Gewalt gegen Frauen: Auch Kinder sind Opfer - wien.ORF.at

2021-12-13 09:31:45 By : Ms. lancy liu

Angesichts von rund 30 Femiziden seit Jahresbeginn weist die Kinderschutzorganisation die möwe darauf hin, dass zu wenig über das Schicksal der von Gewalt betroffenen Kinder gesprochen wird. Notwendig sind unter anderem mehr Mittel für die Gewaltprävention in Familien.

Die Kinder sind Überlebende und Hinterbliebene von Tötungsdelikten und viel häufiger Zeugen häuslicher Gewalt, nämlich in mindestens 50 Prozent der Fälle. Coronavirus-Krise und Sperren verschärfen das Problem.

Kinder und Jugendliche brauchen ein Netzwerk aufmerksamer Erwachsener, die sie vor Gewalt in jeglicher Form – körperlich, seelisch, sexuell – schützen, appellierte möwe-Geschäftsführerin Hedwig Wölfl auf einer Pressekonferenz. Im Sinne eines Frühwarnsystems sollen „alle Berufsgruppen, die mit Kindern arbeiten“ in ihrer Ausbildung verpflichtend geschult werden.

Körperliche Spuren von Gewalt sind nicht immer nachweisbar. „Psychische Spuren sind immer da, aber nicht immer sofort sichtbar“, berichtet die St. Pöltner Gynäkologin und möwe-Vorstandsmitglied Sigrid Schmidl-Amman aus ihrer Praxis.
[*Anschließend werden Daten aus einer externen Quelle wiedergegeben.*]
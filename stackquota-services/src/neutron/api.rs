//! Neutron API client.

use async_trait::async_trait;
use serde::de::DeserializeOwned;
use stackquota_core::{
    CoreError, NetworkApi, NetworkResource, QuotaDetail, QuotaSet, SecurityGroup, ServiceKind,
};
use stackquota_fetch::Session;
use std::collections::{BTreeMap, BTreeSet};
use std::sync::Arc;
use tokio::sync::OnceCell;
use tracing::{debug, instrument};

use super::parser::{parse_extensions, parse_list, parse_quota_details, parse_quota_set};
use crate::endpoint::ServiceEndpoint;
use crate::error::ServiceError;

/// API version prefix prepended to every path.
const API_PREFIX: &str = "v2.0";

/// Client for the network API.
///
/// The extension list is fetched on first use and kept for the lifetime of
/// the client. A failed fetch is not cached.
#[derive(Debug)]
pub struct NeutronClient {
    endpoint: ServiceEndpoint,
    prefix: &'static str,
    extensions: OnceCell<BTreeSet<String>>,
}

impl NeutronClient {
    /// Creates a client using the session's catalog.
    pub fn new(session: Arc<Session>) -> Self {
        Self::with_endpoint(ServiceEndpoint::from_catalog(session, ServiceKind::Network))
    }

    /// Creates a client against an explicit endpoint.
    pub fn with_endpoint(endpoint: ServiceEndpoint) -> Self {
        // Some catalogs publish the endpoint with the version already on it.
        let versioned = endpoint
            .url()
            .is_some_and(|url| url.path().trim_end_matches('/').ends_with(API_PREFIX));

        Self {
            endpoint,
            prefix: if versioned { "" } else { API_PREFIX },
            extensions: OnceCell::new(),
        }
    }

    fn path(&self, path: &str) -> String {
        if self.prefix.is_empty() {
            path.to_string()
        } else {
            format!("{}/{path}", self.prefix)
        }
    }

    async fn get(&self, path: &str, query: &[(&str, &str)]) -> Result<serde_json::Value, ServiceError> {
        self.endpoint.get(&self.path(path), query).await
    }

    /// Extension aliases loaded in this deployment.
    pub async fn extensions(&self) -> Result<&BTreeSet<String>, CoreError> {
        let extensions = self
            .extensions
            .get_or_try_init(|| async {
                let body = self.get("extensions", &[]).await?;
                let aliases = parse_extensions(body)?;
                debug!(count = aliases.len(), "Network extensions loaded");
                Ok::<_, ServiceError>(aliases)
            })
            .await?;
        Ok(extensions)
    }

    async fn list<T: DeserializeOwned>(
        &self,
        resource: &str,
        collection: &str,
        tenant_id: &str,
    ) -> Result<Vec<T>, CoreError> {
        let body = self.get(resource, &[("tenant_id", tenant_id)]).await?;
        let items: Vec<T> = parse_list(&body, collection)?;
        debug!(resource, count = items.len(), "Listed network resources");
        Ok(items)
    }
}

#[async_trait]
impl NetworkApi for NeutronClient {
    async fn is_extension_supported(&self, alias: &str) -> Result<bool, CoreError> {
        Ok(self.extensions().await?.contains(alias))
    }

    #[instrument(skip(self))]
    async fn tenant_quota_get(&self, tenant_id: &str) -> Result<QuotaSet, CoreError> {
        let body = self.get(&format!("quotas/{tenant_id}"), &[]).await?;
        Ok(parse_quota_set(&body)?)
    }

    #[instrument(skip(self))]
    async fn default_quota_get(&self, tenant_id: &str) -> Result<QuotaSet, CoreError> {
        let body = self.get(&format!("quotas/{tenant_id}/default"), &[]).await?;
        Ok(parse_quota_set(&body)?)
    }

    #[instrument(skip(self))]
    async fn tenant_quota_detail_get(
        &self,
        tenant_id: &str,
    ) -> Result<BTreeMap<String, QuotaDetail>, CoreError> {
        let body = self.get(&format!("quotas/{tenant_id}/details"), &[]).await?;
        Ok(parse_quota_details(body)?)
    }

    async fn network_list(&self, tenant_id: &str) -> Result<Vec<NetworkResource>, CoreError> {
        self.list("networks", "networks", tenant_id).await
    }

    async fn subnet_list(&self, tenant_id: &str) -> Result<Vec<NetworkResource>, CoreError> {
        self.list("subnets", "subnets", tenant_id).await
    }

    async fn port_list(&self, tenant_id: &str) -> Result<Vec<NetworkResource>, CoreError> {
        self.list("ports", "ports", tenant_id).await
    }

    async fn router_list(&self, tenant_id: &str) -> Result<Vec<NetworkResource>, CoreError> {
        self.list("routers", "routers", tenant_id).await
    }

    async fn floating_ip_list(&self, tenant_id: &str) -> Result<Vec<NetworkResource>, CoreError> {
        self.list("floatingips", "floatingips", tenant_id).await
    }

    async fn security_group_list(&self, tenant_id: &str) -> Result<Vec<SecurityGroup>, CoreError> {
        self.list("security-groups", "security_groups", tenant_id)
            .await
    }
}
Psychische Schmerzen wandeln sich bei Kindern oft in körperliche Schmerzen wie Magen- oder Kopfschmerzen. "Das kann man leichter kommunizieren, also rührt man keine Familiengeheimnisse an."

Ärzte müssen daher bei unerklärlichen Beschwerden „genau hinschauen“. „Man kann Kinder eng nachbestellen, Kontakt halten und Vertrauen aufbauen“ und Betroffene dann an professionelle Hilfe verweisen. niedergelassene Ärzte, Gynäkologen und Kinderärzte könnten „Schlüsselfiguren“ sein. Aber in der medizinischen Ausbildung lernt man zu wenig darüber.

„Nur fünf Prozent der Gefahrenmeldungen kommen aus dem Gesundheitsbereich“, berichtet Schmidl-Amman. Sie forderte, psychosoziale Risiken und Gewalt in den Eltern-Kind-Pass aufzunehmen.

Während der Pandemie sei das Schutznetz um Kinder und Jugendliche "merklich brüchiger geworden", warnte Johanna Zimmerl, Leiterin des möwe-Kinderschutzzentrums in Wien und Vermittlerin für Kinder. In diesem Jahr haben sich rund 1.200 Neukunden in ihrer Einrichtung registriert, ein Viertel mehr als im Jahr 2020. Angesichts der steigenden Nachfrage müsse man sich zunehmend „auf die Kernzielgruppen“ mit Gewalterfahrungen konzentrieren, die Experten müssten „priorisieren“.

Aufgrund der Flickwerkstruktur von Zuschüssen und Konten bei vielen zuständigen Behörden würden zu viele Ressourcen der Kinderschutzzentren in die Verwaltungsarbeit fließen. „Kinderschutz braucht ebenso wie der Opferschutz für Erwachsene ausreichende und nachhaltige Finanzmittel“, forderte Wölfl.

Dringend benötigt wird auch mehr Geld für Gewaltprävention in Bildungseinrichtungen und für Familienbesuche durch frühzeitige Hilfe. Projekte zu Gemeinde- und Schulkrankenschwestern sind sehr unterstützungswürdig. Kindergärten, Schulen und Sportvereine sollten Kinderschutzbeauftragte mit klaren Anweisungen haben.

Viele Kinderschutzzentren können seit diesem Jahr auch Prozessbegleitung für Kinder als Zeugen häuslicher Gewalt anbieten. Sie machen derzeit rund zehn Prozent der Möwe-Prozesse in Wien aus, und diese sind schockierend: „Ein 16-Jähriger, der einen Kampfsportkurs besucht, um seine Mutter vor seinem Vater zu schützen, ein Siebenjähriger, der seinen wischt Mutterblut vom Boden, bevor er zur Schule geht“, berichtet Zimmerl. Die möwe-Zentren betreuen derzeit insgesamt 485 Fälle in der Prozessbegleitung.